Microsoft Open-Sources 'Earliest DOS Source Code Discovered To Date' (arstechnica.com) 9

An anonymous reader quotes a report from Ars Technica: Several times in the last couple of decades, Microsoft has released source code for the original MS-DOS operating system that kicked off its decades-long dominance of consumer PCs.
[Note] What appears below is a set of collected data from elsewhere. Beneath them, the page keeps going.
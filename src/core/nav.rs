//! core::nav
//!
//! Navigation outline derived from the command tree.
//!
//! # Ordering
//!
//! For the root command:
//! 1. An `Overview` entry for the root index page
//! 2. Leaf children, sorted by name (byte-wise, case-sensitive)
//! 3. Group children, sorted by name, each as a section whose first entry is
//!    its own `Overview`, followed by its children sorted by name
//!
//! Groups go one level deep. Children of a group's children are not
//! emitted; see [`crate::core::classify::beyond_group_depth`].
//!
//! The outline is a pure function of the tree: the same input always
//! yields byte-identical output.

use serde::ser::SerializeMap;
use serde::{Serialize, Serializer};

use super::classify::partition;
use super::naming::Naming;
use super::paths::PageLocation;
use super::spec::CommandNode;

/// Display name of the index entry at each level.
pub const OVERVIEW: &str = "Overview";

/// Spaces added per nesting level in the rendered block.
const STEP: usize = 2;

/// One entry in the navigation outline.
#[derive(Debug, Clone, PartialEq, Eq)]
pub enum NavEntry {
    /// A single page.
    Page { title: String, path: String },
    /// A nested section.
    Section {
        title: String,
        children: Vec<NavEntry>,
    },
}

impl NavEntry {
    pub fn title(&self) -> &str {
        match self {
            NavEntry::Page { title, .. } | NavEntry::Section { title, .. } => title,
        }
    }

    fn page(title: impl Into<String>, path: String) -> Self {
        NavEntry::Page {
            title: title.into(),
            path,
        }
    }
}

// Serialized the way site generators expect nav entries: a single-key map
// of title to either a path or a list of entries.
impl Serialize for NavEntry {
    fn serialize<S: Serializer>(&self, serializer: S) -> Result<S::Ok, S::Error> {
        let mut map = serializer.serialize_map(Some(1))?;
        match self {
            NavEntry::Page { title, path } => map.serialize_entry(title, path)?,
            NavEntry::Section { title, children } => map.serialize_entry(title, children)?,
        }
        map.end()
    }
}

/// Builds the navigation outline for one root command.
#[derive(Debug, Clone)]
pub struct NavBuilder<'a> {
    page_root: &'a str,
    naming: &'a Naming,
}

impl<'a> NavBuilder<'a> {
    pub fn new(page_root: &'a str, naming: &'a Naming) -> Self {
        Self { page_root, naming }
    }

    pub fn build(&self, root: &CommandNode) -> Vec<NavEntry> {
        let mut nav = vec![NavEntry::page(
            OVERVIEW,
            PageLocation::root_index().site_path(self.page_root),
        )];

        let (mut leaves, mut groups) = partition(root.children());
        leaves.sort_by(|a, b| a.name().cmp(b.name()));
        groups.sort_by(|a, b| a.name().cmp(b.name()));

        for leaf in leaves {
            nav.push(NavEntry::page(
                self.naming.humanize(leaf.name()),
                PageLocation::leaf_at_root(leaf.name()).site_path(self.page_root),
            ));
        }

        for group in groups {
            nav.push(self.group_section(group));
        }

        nav
    }

    fn group_section(&self, group: &CommandNode) -> NavEntry {
        let name = group.name();
        let mut children = vec![NavEntry::page(
            OVERVIEW,
            PageLocation::group_index(name).site_path(self.page_root),
        )];

        let mut members: Vec<&CommandNode> = group.children().iter().collect();
        members.sort_by(|a, b| a.name().cmp(b.name()));
        for member in members {
            children.push(NavEntry::page(
                self.naming.humanize(member.name()),
                PageLocation::leaf_in_group(name, member.name()).site_path(self.page_root),
            ));
        }

        NavEntry::Section {
            title: self.naming.humanize(name),
            children,
        }
    }
}

/// Render the owned site-config section as a YAML block.
///
/// The first line is `<indent>- <label>:`; entries follow with two extra
/// spaces per level. The block has no trailing newline.
///
/// # Example
///
/// ```
/// use specdocs::core::nav::{render_block, NavEntry};
///
/// let nav = vec![NavEntry::Page {
///     title: "Overview".into(),
///     path: "commands/cloudstatus/index.md".into(),
/// }];
/// assert_eq!(
///     render_block("Cloud Status", &nav, 4),
///     "    - Cloud Status:\n      - Overview: commands/cloudstatus/index.md"
/// );
/// ```
pub fn render_block(label: &str, nav: &[NavEntry], indent: usize) -> String {
    let mut lines = vec![format!("{}- {}:", " ".repeat(indent), yaml_scalar(label))];
    render_entries(nav, indent + STEP, &mut lines);
    lines.join("\n")
}

fn render_entries(entries: &[NavEntry], indent: usize, lines: &mut Vec<String>) {
    let pad = " ".repeat(indent);
    for entry in entries {
        match entry {
            NavEntry::Page { title, path } => {
                lines.push(format!("{}- {}: {}", pad, yaml_scalar(title), yaml_scalar(path)));
            }
            NavEntry::Section { title, children } => {
                lines.push(format!("{}- {}:", pad, yaml_scalar(title)));
                render_entries(children, indent + STEP, lines);
            }
        }
    }
}

/// Quote a scalar only when plain style would change its meaning.
pub fn yaml_scalar(value: &str) -> String {
    if is_plain_safe(value) {
        value.to_string()
    } else {
        format!("'{}'", value.replace('\'', "''"))
    }
}

/// Always double-quote a scalar, escaping what YAML requires.
pub fn yaml_quoted(value: &str) -> String {
    let mut out = String::with_capacity(value.len() + 2);
    out.push('"');
    for c in value.chars() {
        match c {
            '"' => out.push_str("\\\""),
            '\\' => out.push_str("\\\\"),
            '\n' => out.push_str("\\n"),
            '\r' => out.push_str("\\r"),
            '\t' => out.push_str("\\t"),
            c => out.push(c),
        }
    }
    out.push('"');
    out
}

fn is_plain_safe(value: &str) -> bool {
    const INDICATORS: &[char] = &[
        '-', '?', ':', ',', '[', ']', '{', '}', '#', '&', '*', '!', '|', '>', '\'', '"', '%',
        '@', '`',
    ];
    const RESERVED: &[&str] = &["true", "false", "yes", "no", "on", "off", "null", "~"];

    let Some(first) = value.chars().next() else {
        return false;
    };
    if INDICATORS.contains(&first) || first.is_whitespace() {
        return false;
    }
    if value.ends_with(char::is_whitespace) || value.ends_with(':') {
        return false;
    }
    if value.contains(": ") || value.contains(" #") || value.contains(['\n', '\r', '\t']) {
        return false;
    }
    if RESERVED.contains(&value.to_ascii_lowercase().as_str()) {
        return false;
    }
    value.parse::<f64>().is_err()
}
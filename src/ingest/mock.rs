//! ingest::mock
//!
//! In-memory spec source for deterministic testing.
//!
//! # Example
//!
//! ```
//! use specdocs::core::spec::CommandPath;
//! use specdocs::ingest::mock::MockSpecSource;
//! use specdocs::ingest::SpecSource;
//!
//! let source = MockSpecSource::new(r#"{"commands": [{"path": ["cloudstatus"]}]}"#);
//! let spec = source.full_spec().unwrap();
//! assert_eq!(spec.commands()[0].name(), "cloudstatus");
//!
//! // No extended document configured: behaves like a failing binary.
//! let root = CommandPath::parse("cloudstatus").unwrap();
//! assert!(source.extended_spec(&root).is_err());
//! ```

use super::traits::{IngestError, SpecSource};
use crate::core::spec::{CliSpec, CommandPath, ExtendedSpec};

/// Serves fixed JSON documents.
#[derive(Debug, Clone)]
pub struct MockSpecSource {
    full: String,
    extended: Option<String>,
}

impl MockSpecSource {
    /// Serve `full` for the command tree and fail the extended request.
    pub fn new(full: impl Into<String>) -> Self {
        Self {
            full: full.into(),
            extended: None,
        }
    }

    /// Serve `extended` for the extended metadata request.
    pub fn with_extended(mut self, extended: impl Into<String>) -> Self {
        self.extended = Some(extended.into());
        self
    }
}

impl SpecSource for MockSpecSource {
    fn full_spec(&self) -> Result<CliSpec, IngestError> {
        CliSpec::from_json(&self.full).map_err(|source| IngestError::Malformed {
            command: "mock --spec".to_string(),
            source,
        })
    }

    fn extended_spec(&self, root: &CommandPath) -> Result<ExtendedSpec, IngestError> {
        let command = format!("mock {} --spec", root);
        match &self.extended {
            Some(text) => serde_json::from_str(text)
                .map_err(|source| IngestError::Malformed { command, source }),
            None => Err(IngestError::NonZeroExit {
                command,
                status: "exit status: 1".to_string(),
                stderr: "unknown flag: --spec".to_string(),
            }),
        }
    }
}
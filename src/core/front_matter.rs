//! core::front_matter
//!
//! Page metadata derived from a command node and its role.
//!
//! # Roles
//!
//! | Role       | Title                                   | Fallback description            |
//! |------------|-----------------------------------------|---------------------------------|
//! | `Overview` | `<Label> - <binary> <name>`             | `Manage <Name> resources`       |
//! | `Group`    | `<Name> - <binary> <root>`              | `Manage <Name>`                 |
//! | `Leaf`     | `<binary> <root> <relative path>`       | empty                           |
//!
//! Descriptions are always acronym-normalized. Missing fields degrade to
//! empty defaults; building front matter never fails.

use std::collections::BTreeSet;

use serde::Serialize;

use super::naming::Naming;
use super::spec::{CommandNode, CommandPath};

/// Where a page sits in the generated tree.
#[derive(Debug, Clone, Copy, PartialEq, Eq, Serialize)]
#[serde(rename_all = "snake_case")]
pub enum Role {
    /// The root command's index page.
    Overview,
    /// A group's index page.
    Group,
    /// A single command page.
    Leaf,
}

/// Metadata rendered at the top of every page.
#[derive(Debug, Clone, PartialEq, Eq, Serialize)]
pub struct FrontMatter {
    pub title: String,
    pub description: String,
    /// Sorted and de-duplicated.
    pub keywords: BTreeSet<String>,
    /// Full invocation, e.g. `xcsh cloudstatus components list`.
    pub command: String,
    /// The root command path the page belongs to.
    pub command_group: String,
    pub aliases: Vec<String>,
}

/// Builds front matter for one generation run.
#[derive(Debug, Clone)]
pub struct FrontMatterBuilder {
    binary: String,
    root: CommandPath,
    root_label: String,
    brand_keywords: Vec<String>,
    naming: Naming,
}

impl FrontMatterBuilder {
    pub fn new(
        binary: impl Into<String>,
        root: CommandPath,
        root_label: impl Into<String>,
        brand_keywords: Vec<String>,
        naming: Naming,
    ) -> Self {
        Self {
            binary: binary.into(),
            root,
            root_label: root_label.into(),
            brand_keywords,
            naming,
        }
    }

    pub fn naming(&self) -> &Naming {
        &self.naming
    }

    pub fn build(&self, node: &CommandNode, role: Role) -> FrontMatter {
        let name = node.name();
        let human = self.naming.humanize(name);
        let root = self.root.joined();

        let (title, fallback) = match role {
            Role::Overview => (
                format!("{} - {} {}", self.root_label, self.binary, name),
                format!("Manage {} resources", human),
            ),
            Role::Group => (
                format!("{} - {} {}", human, self.binary, root),
                format!("Manage {}", human),
            ),
            Role::Leaf => {
                let relative = match node.path().relative_to(&self.root) {
                    Some(rest) if !rest.is_empty() => rest.join(" "),
                    _ => name.to_string(),
                };
                (
                    format!("{} {} {}", self.binary, root, relative),
                    String::new(),
                )
            }
        };

        let description = node.short().map(str::to_string).unwrap_or(fallback);

        FrontMatter {
            title,
            description: self.naming.normalize_acronyms(&description),
            keywords: self.keywords(node),
            command: format!("{} {}", self.binary, node.path().joined()),
            command_group: root,
            aliases: node.aliases().to_vec(),
        }
    }

    fn keywords(&self, node: &CommandNode) -> BTreeSet<String> {
        let mut keywords: BTreeSet<String> = self.brand_keywords.iter().cloned().collect();
        if !self.root_label.is_empty() {
            keywords.insert(self.root_label.to_lowercase());
        }
        keywords.insert(node.name().to_string());
        keywords.extend(node.aliases().iter().cloned());
        keywords
    }
}
impl SectionPatch {
    pub fn new(anchor: SectionAnchor, fallback: FallbackAnchor, replacement: impl Into<String>) -> Self {
        Self {
            anchor,
            fallback,
            replacement: replacement.into(),
        }
    }

    /// Apply the patch to `document`.
    ///
    /// Pure text-in/text-out; the caller decides whether to write.
    ///
    /// # Errors
    ///
    /// - `InvalidReplacement` if the block would not be re-recognized
    /// - `AnchorNotFound` if neither the section nor the fallback exists
    pub fn apply(&self, document: &str) -> Result<Spliced, SpliceError> {
        let block_lines = self.validated_block()?;
        let newline = newline_style(document);
        let block = block_lines.join(newline);
        let lines = split_lines(document);

        if let Some((first, last)) = self.find_section(&lines) {
            let start = lines[first].start;
            let end = lines[last].content_end();
            if document[start..end] == block {
                return Ok(Spliced {
                    text: document.to_string(),
                    outcome: SpliceOutcome::Unchanged,
                });
            }
            let text = format!("{}{}{}", &document[..start], block, &document[end..]);
            return Ok(Spliced {
                text,
                outcome: SpliceOutcome::Replaced {
                    line: first + 1,
                    removed: last - first + 1,
                },
            });
        }

        if let Some(last) = self.find_fallback_run(&lines) {
            let after = lines[last];
            let text = if after.has_terminator() {
                let pos = after.end();
                format!("{}{}{}{}", &document[..pos], block, newline, &document[pos..])
            } else {
                format!("{}{}{}", document, newline, block)
            };
            return Ok(Spliced {
                text,
                outcome: SpliceOutcome::Inserted { line: last + 2 },
            });
        }

        Err(SpliceError::AnchorNotFound {
            label: self.anchor.label.clone(),
            fallback: self.fallback.header.clone(),
        })
    }

    /// Block lines with trailing blank lines dropped, after checking shape.
    fn validated_block(&self) -> Result<Vec<&str>, SpliceError> {
        let invalid = |reason: String| SpliceError::InvalidReplacement {
            label: self.anchor.label.clone(),
            reason,
        };

        let mut lines: Vec<&str> = self
            .replacement
            .lines()
            .map(|l| l.strip_suffix('\r').unwrap_or(l))
            .collect();
        while lines.last().is_some_and(|l| l.trim().is_empty()) {
            lines.pop();
        }

        let key = yaml_scalar(&self.anchor.label);
        let first = lines.first().ok_or_else(|| invalid("block is empty".into()))?;
        if entry_rest(first, self.anchor.indent, &key).is_none() {
            return Err(invalid(format!(
                "first line must be '{}- {}:'",
                " ".repeat(self.anchor.indent),
                key
            )));
        }

        let continuation = self.anchor.indent + CHILD_STEP;
        for (i, line) in lines.iter().enumerate().skip(1) {
            if !line.trim().is_empty() && indentation(line) < continuation {
                return Err(invalid(format!(
                    "line {} must be indented at least {} spaces",
                    i + 1,
                    continuation
                )));
            }
        }

        Ok(lines)
    }

    /// First and last line index of the existing section.
    fn find_section(&self, lines: &[Line<'_>]) -> Option<(usize, usize)> {
        let key = yaml_scalar(&self.anchor.label);
        let first = lines
            .iter()
            .position(|l| entry_rest(l.content(), self.anchor.indent, &key).is_some())?;

        let continuation = self.anchor.indent + CHILD_STEP;
        let mut last = first;
        for (i, line) in lines.iter().enumerate().skip(first + 1) {
            if line.is_blank() {
                continue;
            }
            if line.indentation() >= continuation {
                last = i;
            } else {
                break;
            }
        }
        Some((first, last))
    }

    /// Index of the last non-blank line in the fallback section's entry run.
    fn find_fallback_run(&self, lines: &[Line<'_>]) -> Option<usize> {
        let key = yaml_scalar(&self.fallback.header);
        let child = self.fallback.indent + CHILD_STEP;

        for (header, line) in lines.iter().enumerate() {
            let is_header = entry_rest(line.content(), self.fallback.indent, &key)
                .is_some_and(|rest| rest.trim().is_empty());
            if !is_header {
                continue;
            }

            let mut last = None;
            for (i, line) in lines.iter().enumerate().skip(header + 1) {
                if line.is_blank() {
                    continue;
                }
                let depth = line.indentation();
                if depth < child {
                    break;
                }
                if last.is_none() && !(depth == child && line.content()[child..].starts_with("- ")) {
                    break;
                }
                last = Some(i);
            }

            if last.is_some() {
                return last;
            }
        }
        None
    }
}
This week, the company has reached further back than ever, releasing "the earliest DOS source code discovered to date" along with other documentation and notes from its developer.

Today's source release is so old that it predates the MS-DOS branding, and it includes "sources to the 86-DOS 1.00 kernel, several development snapshots of the PC-DOS 1.00 kernel, and some well-known utilities such as CHKDSK," write Microsoft's Stacey Haffner and Scott Hanselman in their co-authored post about the release. [...] This source code is old enough that it hadn't been stored digitally. "A dedicated team of historians and preservationists led by Yufeng Gao and Rich Cini," calling itself the "DOS Disassembly Group," painstakingly transcribed and scanned in code from paper printouts provided by Paterson. This process was made even more difficult because modern OCR software struggled with the quality of the decades-old printout.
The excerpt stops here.